How drugs affect the human body
While many drugs have similar effects, each class of drug also has unique impairing effects on the human body. Marijuana, for example results in euphoria, disorientation, altered time/space perception, paranoia, drowsiness, and increased heart rate. Methamphetamines can cause euphoria, hallucinations, delusions, poor impulse control, and increased heart rate and blood pressure. Cocaine oftentimes causes euphoria, dizziness, confusion, disorientation, irritability, aggressiveness, increased heart rate, and paranoia. Opiates such as morphine and heroin create euphoria, relaxation, drowsiness and sedation, lowered heart rate, mental fog, nausea, vomiting, and diminished reflexes. Finally, LSD causes impaired time/space/depth perception, tremors, hypertension, hallucinations. Delusions, and an altered mental state.
Prescription and over-the-counter drugs can be just as dangerous. Antidepressants, valium, decongestants, antihistamines, sleeping pills, and pain relievers such as hydrocodone and oxycodone can cause impairments similar to other drugs and alcohol. From slowed reaction time, poor coordination, drowsiness, anxiety, and dizziness, these substances can earn a driver a DWI.
If you are currently taking prescription drugs, you may not know how it will affect your coordination, reaction time, or judgment. Therefore, check the warning label for concerns about operating heavy machinery, get a ride from someone else, or wait to take it until you are home. Further, some medications can intoxicate when combined with other medicines or alcohol, so it is important to be cognizant of this.
How to measure drug impairment
While the state of Minnesota—as well as most states—have set a blood alcohol concentration (BAC) intoxication threshold at .08 percent, it is more difficult to ascertain a comparable measure for drugs.

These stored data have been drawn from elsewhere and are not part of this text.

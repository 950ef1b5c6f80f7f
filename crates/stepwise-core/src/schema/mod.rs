mod table;
mod types;

pub use table::{ColumnSchema, TableSchema};
pub use types::{RustType, SqlType};
use serde::{Deserialize, Serialize};

/// Database configuration.
#[derive(Debug, Clone, Serialize, Deserialize)]
pub struct DatabaseConfig {
    /// Target database connection URL.
    #[serde(default)]
    pub url: Option<String>,

    /// Administrative connection used to create and delete databases.
    #[serde(default)]
    pub owner_url: Option<String>,

    /// Connection URL of the database used by the regression cycle.
    #[serde(default)]
    pub regression_url: Option<String>,

    /// Connection pool size.
    #[serde(default = "default_pool_size")]
    pub pool_size: u32,

    /// Pool checkout timeout in seconds.
    #[serde(default = "default_pool_timeout")]
    pub pool_timeout_secs: u64,
}

impl Default for DatabaseConfig {
    fn default() -> Self {
        Self {
            url: None,
            owner_url: None,
            regression_url: None,
            pool_size: default_pool_size(),
            pool_timeout_secs: default_pool_timeout(),
        }
    }
}

fn default_pool_size() -> u32 {
    5
}

fn default_pool_timeout() -> u64 {
    30
}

Whereas THC in marijuana can be detected in one’s blood or urine for as many as five weeks after usage, it is impossible to detect actual impairment at the time of an incident. Other drugs are eliminated sooner, such as cocaine.
To address these shortcomings, some jurisdictions, including Minnesota, employ Drug Recognition Experts (DREs) who are trained to determine drug impairment in motorists. By examining behavior, eye movements, and other clues that suggest drug influence and ascertain degree of intoxication or impairment.

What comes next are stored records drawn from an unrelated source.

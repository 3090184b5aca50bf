pub mod analyzer;
pub mod composer;
pub mod config;
pub mod dryrun;
pub mod filter;
pub mod gemini;
pub mod model;
pub mod request;
pub mod segmenter;
pub mod studio;

#[cfg(test)]
mod testing;

pub use config::FolioConfig;
pub use dryrun::DryrunModel;
pub use gemini::GeminiModel;
pub use model::{GenerativeModel, ImageRequest, JsonRequest, Part, TextRequest};
pub use studio::{BatchReport, GenerateOutcome, ReferenceOutcome, Studio};

fn truncate_text(value: &str, max_chars: usize) -> String {
    if value.chars().count() <= max_chars {
        return value.to_string();
    }
    value.chars().take(max_chars).collect::<String>() + "…"
}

Because prosecution of drug-impaired drivers is more difficult, several states—including Minnesota—have enacted “per se” drugged driving laws.
The bottom line
Driving under the influence (DUI) and driving while impaired (DWI) typically involves alcohol intoxication; however, alcohol is but one item that can impair your ability to operate a motor vehicle. Therefore, driving under the influence of drugs—including prescriptions—can result in a DWI charge.